I hope that this writer will reach a wider audience as Scafell is well written crime novel with a special setting. Thanks to the author for sending me a copy of the book.
This blog isn’t turning into a into a supernatural thriller site, I promise, but I like my reading to be spontaneous. An interesting exchange on Twitter made me interrupt the current book that I was reading, clear out my kindle and download a novel I wanted to read that is only available as an e-book. In my review of Yrsa Sigurðardóttir’s I Remember You, I mentioned the writer F G Cottam who writes excellent thrillers with a supernatural bent. On Twitter he mentioned that his latest novel The Colony is available only as an e-book. My kindle and I have a fractious relationship. I don’t like reading on it and it responds to my neglect with screen freezes and irregular 3G access. However, as I wanted to read Cottam’s latest book, I cleared out some of the old novels that had been sitting on it for a while and charged it up.

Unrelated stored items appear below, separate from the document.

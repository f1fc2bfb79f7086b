//! Conversion pipeline.
//!
//! ```text
//! GraphSource → NodeIndex → { encode edges, extract attributes, seed positions }
//!             → normalize → ArtifactSet → files
//! ```
//!
//! One seeded RNG is threaded through every random draw: edge sampling
//! first, then position seeding. The same seed and input always give the
//! same bytes.

use std::fmt;
use std::path::{Path, PathBuf};

use rand::rngs::StdRng;
use rand::{Rng, SeedableRng};

use crate::attributes::{coerce_real, extract_attributes, NodeAttributes, PSEUDOTIME_KEY};
use crate::config::{ArtifactPaths, ConvertConfig};
use crate::encode::{encode_edges, EncodedEdges};
use crate::export::{write_artifacts, ArtifactSet};
use crate::index::{NodeIndex, MAX_EXACT_F32_INDEX};
use crate::layout::seed_positions;
use crate::source::{self, GraphSource};
use crate::Result;

// ============================================================================
// Advisories
// ============================================================================

/// Non-fatal conditions the caller must be told about.
#[derive(Debug, Clone, PartialEq, Eq)]
pub enum Warning {
    /// Edges of a trajectory-like graph were sampled, so kept edges lose
    /// their neighbors along the path.
    SampledSequentialGraph { kept: usize, total: usize },
    /// Node ids above 2^24 are not exact in `f32`.
    IndexPrecision { num_nodes: usize },
}

impl fmt::Display for Warning {
    fn fmt(&self, f: &mut fmt::Formatter<'_>) -> fmt::Result {
        match self {
            Warning::SampledSequentialGraph { kept, total } => write!(
                f,
                "sampled {kept} of {total} edges from a sequential graph; \
                 trajectories in the output are disconnected"
            ),
            Warning::IndexPrecision { num_nodes } => write!(
                f,
                "{num_nodes} nodes exceed {MAX_EXACT_F32_INDEX}; edge indices lose precision as f32"
            ),
        }
    }
}

/// A directed graph whose structure is a state sequence: typed edges,
/// a usable pseudotime on any node, or path-like degrees (in ≤ 1 and
/// out ≤ 1 everywhere).
pub fn is_sequential<G: GraphSource>(graph: &G, index: &NodeIndex) -> bool {
    if !graph.is_directed() {
        return false;
    }
    if graph.has_typed_edges() {
        return true;
    }
    let has_pseudotime = index.keys().iter().any(|k| {
        graph
            .node_attributes(k)
            .and_then(|attrs| attrs.get(PSEUDOTIME_KEY))
            .and_then(coerce_real)
            .is_some()
    });
    has_pseudotime || is_path_like(graph, index)
}

fn is_path_like<G: GraphSource>(graph: &G, index: &NodeIndex) -> bool {
    let mut in_deg = vec![0u32; index.len()];
    let mut out_deg = vec![0u32; index.len()];
    for edge in graph.edges() {
        let (Some(s), Some(d)) = (index.get(&edge.src), index.get(&edge.dst)) else {
            continue;
        };
        out_deg[s as usize] += 1;
        in_deg[d as usize] += 1;
        if out_deg[s as usize] > 1 || in_deg[d as usize] > 1 {
            return false;
        }
    }
    true
}

// ============================================================================
// In-memory encoding
// ============================================================================

/// Every array of one run, before anything is written.
#[derive(Debug, Clone, PartialEq)]
pub struct EncodedGraph {
    pub index: NodeIndex,
    pub edges: EncodedEdges,
    pub positions: Vec<f32>,
    pub attributes: NodeAttributes,
    pub warnings: Vec<Warning>,
}

/// Run every stage in memory. Fails before producing anything if the
/// graph is inconsistent.
pub fn encode_graph<G: GraphSource, R: Rng + ?Sized>(
    graph: &G,
    config: &ConvertConfig,
    rng: &mut R,
) -> Result<EncodedGraph> {
    config.validate()?;

    let index = NodeIndex::build(graph);
    let mut warnings = Vec::new();
    if !index.fits_f32() {
        warnings.push(Warning::IndexPrecision { num_nodes: index.len() });
    }

    let edges = encode_edges(graph, &index, config.sample, rng)?;
    if edges.sampled && is_sequential(graph, &index) {
        warnings.push(Warning::SampledSequentialGraph {
            kept: edges.edge_count(),
            total: edges.total_edges,
        });
    }

    let attributes = extract_attributes(graph, &index);
    let positions = seed_positions(index.len(), config.position_extent, rng);

    for w in &warnings {
        tracing::warn!("{w}");
    }

    Ok(EncodedGraph { index, edges, positions, attributes, warnings })
}

// ============================================================================
// Full conversion
// ============================================================================

/// Summary of a finished run.
#[derive(Debug, Clone, PartialEq)]
pub struct ConversionReport {
    pub num_nodes: usize,
    /// After sampling.
    pub num_edges: usize,
    /// Before sampling.
    pub total_edges: usize,
    pub has_edge_types: bool,
    /// Every file written, metadata last.
    pub written: Vec<PathBuf>,
    pub warnings: Vec<Warning>,
}

/// Encode a graph and write its artifacts, drawing randomness from `rng`.
pub fn convert_with_rng<G: GraphSource, R: Rng + ?Sized>(
    graph: &G,
    paths: &ArtifactPaths,
    config: &ConvertConfig,
    rng: &mut R,
) -> Result<ConversionReport> {
    let encoded = encode_graph(graph, config, rng)?;
    let set = ArtifactSet::assemble(
        &encoded.index,
        &encoded.edges,
        &encoded.positions,
        &encoded.attributes,
        paths,
    );
    let written = write_artifacts(&set, &paths.dir)?;

    Ok(ConversionReport {
        num_nodes: encoded.index.len(),
        num_edges: encoded.edges.edge_count(),
        total_edges: encoded.edges.total_edges,
        has_edge_types: encoded.edges.is_partitioned(),
        written,
        warnings: encoded.warnings,
    })
}

/// Encode a graph and write its artifacts with a `StdRng` seeded from the
/// config.
pub fn convert_graph<G: GraphSource>(
    graph: &G,
    paths: &ArtifactPaths,
    config: &ConvertConfig,
) -> Result<ConversionReport> {
    let mut rng = StdRng::seed_from_u64(config.seed);
    convert_with_rng(graph, paths, config, &mut rng)
}

/// Load a graph file and convert it. Artifact names derive from the file
/// stem.
pub fn convert_file(input: &Path, config: &ConvertConfig) -> Result<ConversionReport> {
    config.validate()?;
    let graph = source::load(input)?;
    let paths = config.artifact_paths(input);
    convert_graph(&graph, &paths, config)
}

The colony of the book’s title is the remote New Hope Island in the Hebrides. In 1825 a group of settlers, led by former slave master Seamus Ballantyne, disappeared from the island, leaving no trace of their whereabouts. The Marie Celeste style disappearance has been a cause of speculation ever since. Media magnate Alexander McIntyre, who is obsessed by the story, decides to launch an modern-day expedition to the island to try to work out what happened. An advance group of military veterans soon discover that the island is being assailed by malignant forces and one of their number disappears. Undeterred, McIntyre sends his experts to the ruins of the community, where an archaeologist, psychic, alien expert, former policeman and virologist all attempt to put their own solutions to the mystery. However soon they to begin to disappear….
Those familiar with Cottam’s writing (The House of Lost Souls, Dark Echo etc) will enjoy this latest book. It has many of the elements that I associate with his writing – a slow build-up of tension and introduction to the main characters followed by a tumultuous and malevolent resolution of the narrative. There is a very large cast of characters in this book. I didn’t find this a problem and I could certainly differentiate the main protagonists but it does mean multiple points of view (which I always enjoy). The most interesting character was Lucy Church, a journalist who accompanies the group and is the first to realise that the expedition is not going to end well. There is also an interesting narrative from Philip Fortescue, a museum curator who holds the key to the resolution of the mystery and is on a race to the island to rescue who he can.
As usual there is a strong feeling of malevolence to Cottam’s writing and I would recommend anyone who’s not read him before to give this book a go. At one point I thought I might be reading an Agatha Christie style And Then There was None type plot but …. well you’ll have to read it yourselves to find out what happens.
I bought my copy of the book which is currently £1.99 on kindle.